Je ne sais pourtant si je me trompe ; mais, tout en rendant hommage à cet habile artifice, je trouve presque autant de charme à la vérité pure, racontée sans apprêt et sans fard. Peut-être, si Voltaire n’eût pas été enfermé dans les dimensions étroites d’un précis d’histoire générale, il aurait lui-même senti l’avantage de se tenir plus près de l’exactitude des faits. En tout cas, j’imagine que d’autres (dont les noms ne redoutent aucune comparaison et qui aimaient à donner à leur talent de plus libres allures, — Shakspeare ou Schiller, par exemple, ou simplement Walter Scott et, Augustin Thierry), mis en présence du même spectacle, s’y seraient pris d’autre manière pour le décrire. Ils n’auraient pas cru en affaiblir l’impression en faisant une place aux détails caractéristiques que Voltaire a laissés dans l’ombre. Ils n’auraient pas trouvé la majesté royale dégradée chez Marie-Thérèse par sa faiblesse touchante pour un mari qui était si loin de l’égaler. Au texte latin de sa harangue, où se trahit une émotion d’autant plus poignante qu’elle perce sous le voile du langage officiel, ils se seraient gardés de substituer une seule phrase pathétique peut-être, mais légèrement déclamatoire. Ils n’auraient pas refusé de s’arrêter un instant à la rivalité parfois plaisante des conseillers allemands et des députés hongrois. Ils auraient trouvé un plaisir délicat à démêler le mélange des sentimens qui agitent même les cœurs héroïques et les ressorts cachés et complexes qui préparent même un coup de théâtre.
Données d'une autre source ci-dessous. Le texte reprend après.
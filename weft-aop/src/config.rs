//! 声明式配置模型
//!
//! 内核消费的是已经解析好的配置对象；文件加载与模式校验属于
//! 外层装载器的职责。字段名与外部格式保持 camelCase。

use serde::{Deserialize, Serialize};

use crate::advice::AdviceKind;

/// AOP 总配置
#[derive(Debug, Clone, Serialize, Deserialize)]
#[serde(rename_all = "camelCase")]
pub struct AopConfig {
    /// 全局注册的命名切点
    #[serde(default)]
    pub pointcuts: Vec<PointcutConfig>,

    /// 切面列表（按 `order` 升序织入）
    pub aspects: Vec<AspectConfig>,

    /// Advisor 列表
    #[serde(default)]
    pub advisors: Vec<AdvisorConfig>,

    /// 使用类代理（原型覆盖策略）
    #[serde(default)]
    pub proxy_target_class: bool,

    /// 使用 AspectJ 风格的按访问分发
    #[serde(default)]
    pub use_aspect_j: bool,

    /// 织入后冻结代理工厂
    #[serde(default)]
    pub frozen: bool,

    /// 在"当前代理"槽位暴露代理
    #[serde(default)]
    pub expose_proxy: bool,
}

/// 命名切点
#[derive(Debug, Clone, Serialize, Deserialize)]
pub struct PointcutConfig {
    pub id: String,
    pub expression: String,
}

/// 切面配置
#[derive(Debug, Clone, Serialize, Deserialize)]
#[serde(rename_all = "camelCase")]
pub struct AspectConfig {
    pub id: String,

    /// 模块定位符
    #[serde(rename = "ref")]
    pub module_ref: String,

    /// 织入顺序（缺省 0；相同值保持输入顺序）
    #[serde(default)]
    pub order: i64,

    /// 切面局部的命名切点
    #[serde(default)]
    pub pointcuts: Vec<PointcutConfig>,

    /// 通知绑定
    pub advices: Vec<AdviceConfig>,
}

/// 单条通知绑定
#[derive(Debug, Clone, Serialize, Deserialize)]
#[serde(rename_all = "camelCase")]
pub struct AdviceConfig {
    /// 通知类型
    #[serde(rename = "type")]
    pub kind: AdviceKind,

    /// 通知方法名（在切面原型上查找）
    pub method: String,

    /// 内联切点表达式
    #[serde(default)]
    pub pointcut: Option<String>,

    /// 命名切点引用（与 `pointcut` 二选一）
    #[serde(default)]
    pub pointcut_ref: Option<String>,

    /// afterReturning 的返回值参数名
    #[serde(default)]
    pub returning: Option<String>,

    /// afterThrowing 的异常参数名
    #[serde(default)]
    pub throwing: Option<String>,

    /// 逗号分隔的参数名
    #[serde(default)]
    pub arg_names: Option<String>,
}

/// Advisor 的谓词配置
#[derive(Debug, Clone, Serialize, Deserialize)]
#[serde(rename_all = "camelCase", tag = "kind")]
pub enum MatcherConfig {
    /// 类过滤器（选择器表达式）
    ClassFilter { selector: String },

    /// 方法匹配器（选择器表达式 + 动态标志）
    MethodMatcher {
        selector: String,
        #[serde(default)]
        runtime: bool,
    },
}

/// Advisor 配置
#[derive(Debug, Clone, Serialize, Deserialize)]
#[serde(rename_all = "camelCase")]
pub struct AdvisorConfig {
    pub id: String,

    /// 承载通知方法的切面模块
    pub module_ref: String,

    /// 通知绑定
    pub advice: AdviceConfig,

    /// 选中调用点的谓词
    pub expression: MatcherConfig,
}

#[cfg(test)]
mod tests {
    use super::*;

    #[test]
    fn test_deserialize_full_config() {
        let raw = r#"{
            "pointcuts": [{"id": "svcCalls", "expression": "execution(* service.greet(..))"}],
            "aspects": [{
                "id": "logging",
                "ref": "mod.logging",
                "order": 1,
                "advices": [
                    {"type": "before", "method": "logBefore", "pointcutRef": "svcCalls"},
                    {"type": "afterReturning", "method": "logResult",
                     "pointcut": "execution(* service.add(..))",
                     "returning": "result", "argNames": "joinPoint,result"}
                ]
            }],
            "advisors": [{
                "id": "audit",
                "moduleRef": "mod.audit",
                "advice": {"type": "before", "method": "check", "pointcut": "bean(svc)"},
                "expression": {"kind": "classFilter", "selector": "&Service"}
            }],
            "exposeProxy": true
        }"#;

        let config: AopConfig = serde_json::from_str(raw).unwrap();
        assert_eq!(config.pointcuts.len(), 1);
        assert_eq!(config.aspects[0].module_ref, "mod.logging");
        assert_eq!(config.aspects[0].order, 1);
        assert_eq!(config.aspects[0].advices[0].kind, AdviceKind::Before);
        assert_eq!(
            config.aspects[0].advices[0].pointcut_ref.as_deref(),
            Some("svcCalls")
        );
        assert_eq!(
            config.aspects[0].advices[1].kind,
            AdviceKind::AfterReturning
        );
        assert!(config.expose_proxy);
        assert!(!config.frozen);
        assert!(!config.proxy_target_class);

        match &config.advisors[0].expression {
            MatcherConfig::ClassFilter { selector } => assert_eq!(selector, "&Service"),
            other => panic!("unexpected matcher config: {:?}", other),
        }
    }

    #[test]
    fn test_defaults() {
        let raw = r#"{"aspects": []}"#;
        let config: AopConfig = serde_json::from_str(raw).unwrap();
        assert!(config.pointcuts.is_empty());
        assert!(config.advisors.is_empty());
        assert!(!config.use_aspect_j);
        assert!(!config.expose_proxy);
    }

    #[test]
    fn test_advice_kind_names() {
        let kinds: Vec<AdviceKind> = serde_json::from_str(
            r#"["before", "after", "afterReturning", "afterThrowing", "around"]"#,
        )
        .unwrap();
        assert_eq!(kinds, AdviceKind::all());
    }
}
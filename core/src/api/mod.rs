//! Resource operations, one module per ClickUp entity.
//!
//! # Design
//! Every operation is a method on `ClickUpClient` that builds an
//! `ApiRequest`, runs it through `execute`, and maps the JSON into a model.
//! Operations whose only useful answer is "it worked" return `Result<()>`.
//! Calls with many optional inputs take a parameter struct implementing
//! `Default` and `Serialize`; unset fields are skipped so the request only
//! carries what the caller chose to change.
//!
//! Validation failures (priority outside 1..=4, a comment without content)
//! are returned before any request is sent.

mod checklists;
mod comments;
mod folders;
mod goals;
mod lists;
mod spaces;
mod tasks;
mod time_tracking;
mod views;
mod webhooks;

pub use checklists::UpdateChecklistItem;
pub use comments::{NewComment, UpdateComment};
pub use goals::{CreateGoal, UpdateGoal};
pub use lists::{CreateList, UpdateList};
pub use tasks::{AssigneeChanges, CreateTask, OrderBy, TaskQuery, TeamTaskQuery, UpdateTask};
pub use time_tracking::TimeEntryQuery;
pub use webhooks::UpdateWebhook;

use chrono::{DateTime, Utc};
use serde::Serialize;
use serde_json::Value;
use url::form_urlencoded;

use crate::error::{ClientError, Result};

/// Serialize an operation body, surfacing failures as `Serialization` errors.
pub(crate) fn to_body(body: &impl Serialize) -> Result<Value> {
    serde_json::to_value(body).map_err(ClientError::serialization)
}

pub(crate) fn validate_priority(priority: Option<u8>) -> Result<()> {
    match priority {
        Some(priority) if !(1..=4).contains(&priority) => Err(ClientError::validation(format!(
            "Priority must be in range of 1-4, got {priority}"
        ))),
        _ => Ok(()),
    }
}

/// Percent-encode a caller-supplied value for use as one URI path segment.
pub(crate) fn path_segment(value: &str) -> String {
    // form encoding writes spaces as '+' and escapes a literal '+', so the
    // swap yields a valid path segment.
    form_urlencoded::byte_serialize(value.as_bytes())
        .collect::<String>()
        .replace('+', "%20")
}

/// Serde helper: `Option<DateTime<Utc>>` as Unix milliseconds.
pub(crate) mod millis {
    use chrono::{DateTime, Utc};
    use serde::Serializer;

    pub fn serialize<S>(at: &Option<DateTime<Utc>>, serializer: S) -> Result<S::Ok, S::Error>
    where
        S: Serializer,
    {
        match at {
            Some(at) => serializer.serialize_i64(at.timestamp_millis()),
            None => serializer.serialize_none(),
        }
    }
}

/// Query string builder for GET operations.
///
/// Array parameters are repeated with a `[]` suffix (`statuses[]=a&statuses[]=b`).
#[derive(Debug, Default)]
pub(crate) struct Query {
    pairs: Vec<(String, String)>,
}

impl Query {
    pub(crate) fn new() -> Self {
        Self::default()
    }

    pub(crate) fn push(mut self, key: &str, value: impl ToString) -> Self {
        self.pairs.push((key.to_string(), value.to_string()));
        self
    }

    pub(crate) fn opt(self, key: &str, value: Option<impl ToString>) -> Self {
        match value {
            Some(value) => self.push(key, value),
            None => self,
        }
    }

    /// Only emit `key=true`; false is ClickUp's default.
    pub(crate) fn flag(self, key: &str, on: bool) -> Self {
        if on {
            self.push(key, true)
        } else {
            self
        }
    }

    pub(crate) fn time(self, key: &str, at: Option<DateTime<Utc>>) -> Self {
        self.opt(key, at.map(|at| at.timestamp_millis()))
    }

    pub(crate) fn list<T: ToString>(mut self, key: &str, values: &[T]) -> Self {
        let key = format!("{key}[]");
        for value in values {
            self.pairs.push((key.clone(), value.to_string()));
        }
        self
    }

    /// `uri` with the encoded query appended, or unchanged when empty.
    pub(crate) fn apply(self, uri: impl Into<String>) -> String {
        let uri = uri.into();
        if self.pairs.is_empty() {
            return uri;
        }
        let encoded = form_urlencoded::Serializer::new(String::new())
            .extend_pairs(&self.pairs)
            .finish();
        format!("{uri}?{encoded}")
    }
}

#[cfg(test)]
mod tests {
    use chrono::TimeZone;

    use super::*;
    use crate::error::ErrorKind;

    #[test]
    fn query_encodes_arrays_and_skips_unset() {
        let uri = Query::new()
            .push("page", 0)
            .flag("reverse", false)
            .flag("subtasks", true)
            .opt("order_by", None::<&str>)
            .list("statuses", &["to do", "in progress"])
            .apply("list/1/task");
        assert_eq!(
            uri,
            "list/1/task?page=0&subtasks=true&statuses%5B%5D=to+do&statuses%5B%5D=in+progress"
        );
    }

    #[test]
    fn empty_query_leaves_uri_alone() {
        assert_eq!(Query::new().apply("team"), "team");
    }

    #[test]
    fn time_params_are_millis() {
        let at = Utc.with_ymd_and_hms(2021, 1, 1, 0, 0, 0).unwrap();
        assert_eq!(
            Query::new().time("due_date_gt", Some(at)).apply("x"),
            "x?due_date_gt=1609459200000"
        );
    }

    #[test]
    fn path_segment_escapes_spaces_and_slashes() {
        assert_eq!(path_segment("needs review"), "needs%20review");
        assert_eq!(path_segment("a/b+c"), "a%2Fb%2Bc");
        assert_eq!(path_segment("plain"), "plain");
    }

    #[test]
    fn priority_bounds() {
        assert!(validate_priority(None).is_ok());
        assert!(validate_priority(Some(1)).is_ok());
        assert!(validate_priority(Some(4)).is_ok());
        let err = validate_priority(Some(5)).unwrap_err();
        assert_eq!(err.kind(), ErrorKind::Validation);
        assert_eq!(err.status_code(), None);
        assert!(validate_priority(Some(0)).is_err());
    }
}
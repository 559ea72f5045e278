//! Error type for the ClickUp client.
//!
//! # Design
//! Every failure reaches the caller as a single `ClientError`: a message, an
//! optional HTTP status code and, for errors produced from a server response,
//! an `ErrorContext` snapshot of that response. `ErrorKind` discriminates the
//! failure class so callers can match on it instead of comparing messages.

use std::collections::BTreeMap;

use serde_json::Value;
use thiserror::Error;

pub type Result<T, E = ClientError> = std::result::Result<T, E>;

/// Failure class of a `ClientError`.
#[derive(Clone, Copy, Debug, PartialEq, Eq, Hash)]
pub enum ErrorKind {
    /// A local precondition failed before any request was sent.
    Validation,
    /// The server answered 4xx/5xx (other than 429).
    Upstream,
    /// The server answered 429 and the client is not configured to retry.
    RateLimited,
    /// The server kept answering 429 until the retry budget ran out.
    RateLimitRetryExhausted,
    /// The response body never decoded as JSON within the retry budget.
    DecodeRetryExhausted,
    /// The request could not be delivered (DNS, connect, timeout, ...).
    Transport,
    /// The request payload could not be encoded.
    Serialization,
    /// A successful response did not match the expected model.
    Deserialization,
    /// The total timeout elapsed while attempting or waiting.
    DeadlineExceeded,
}

impl ErrorKind {
    pub const fn as_str(self) -> &'static str {
        match self {
            Self::Validation => "validation",
            Self::Upstream => "upstream",
            Self::RateLimited => "rate_limited",
            Self::RateLimitRetryExhausted => "rate_limit_retry_exhausted",
            Self::DecodeRetryExhausted => "decode_retry_exhausted",
            Self::Transport => "transport",
            Self::Serialization => "serialization",
            Self::Deserialization => "deserialization",
            Self::DeadlineExceeded => "deadline_exceeded",
        }
    }
}

/// Snapshot of the exchange that produced an upstream error.
#[derive(Clone, Debug, Default, PartialEq)]
pub struct ErrorContext {
    /// Raw response body.
    pub response: String,
    /// Response headers, names lowercased.
    pub headers: BTreeMap<String, String>,
    /// Request URI relative to the API base URL.
    pub uri: String,
    /// JSON payload that was sent, if any.
    pub data: Option<Value>,
}

/// The single error type returned by every client operation.
#[derive(Debug, Error)]
#[error("{}", render(.status_code, .message))]
pub struct ClientError {
    kind: ErrorKind,
    message: String,
    status_code: Option<u16>,
    context: Option<Box<ErrorContext>>,
    #[source]
    source: Option<Box<dyn std::error::Error + Send + Sync>>,
}

fn render(status_code: &Option<u16>, message: &str) -> String {
    match status_code {
        Some(status) => format!("({status}) {message}"),
        None => message.to_string(),
    }
}

impl ClientError {
    pub fn new(kind: ErrorKind, message: impl Into<String>) -> Self {
        Self {
            kind,
            message: message.into(),
            status_code: None,
            context: None,
            source: None,
        }
    }

    pub fn validation(message: impl Into<String>) -> Self {
        Self::new(ErrorKind::Validation, message)
    }

    pub fn transport(message: impl Into<String>, source: impl std::error::Error + Send + Sync + 'static) -> Self {
        Self::new(ErrorKind::Transport, message).with_source(source)
    }

    pub fn serialization(source: serde_json::Error) -> Self {
        Self::new(
            ErrorKind::Serialization,
            format!("failed to serialize request payload: {source}"),
        )
        .with_source(source)
    }

    pub fn deserialization(source: serde_json::Error) -> Self {
        Self::new(
            ErrorKind::Deserialization,
            format!("failed to deserialize response: {source}"),
        )
        .with_source(source)
    }

    pub fn with_status(mut self, status_code: u16) -> Self {
        self.status_code = Some(status_code);
        self
    }

    pub fn with_context(mut self, context: ErrorContext) -> Self {
        self.context = Some(Box::new(context));
        self
    }

    pub fn with_source(mut self, source: impl std::error::Error + Send + Sync + 'static) -> Self {
        self.source = Some(Box::new(source));
        self
    }

    pub fn kind(&self) -> ErrorKind {
        self.kind
    }

    pub fn message(&self) -> &str {
        &self.message
    }

    pub fn status_code(&self) -> Option<u16> {
        self.status_code
    }

    pub fn context(&self) -> Option<&ErrorContext> {
        self.context.as_deref()
    }
}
Ils n’auraient dédaigné, en un mot, aucun de ces contrastes qui font que l’histoire présente un tableau vivant et coloré, que la vertu et le génie, quand ils y paraissent, sont des êtres faits de chair et d’os, non des statues noblement posées, et que, quelle que soit la perfection de l’art humain, en fait de variété, d’éclat et de grandeur, la réalité, œuvre de Dieu, lui est encore supérieure.


DUC DE BROGLIE.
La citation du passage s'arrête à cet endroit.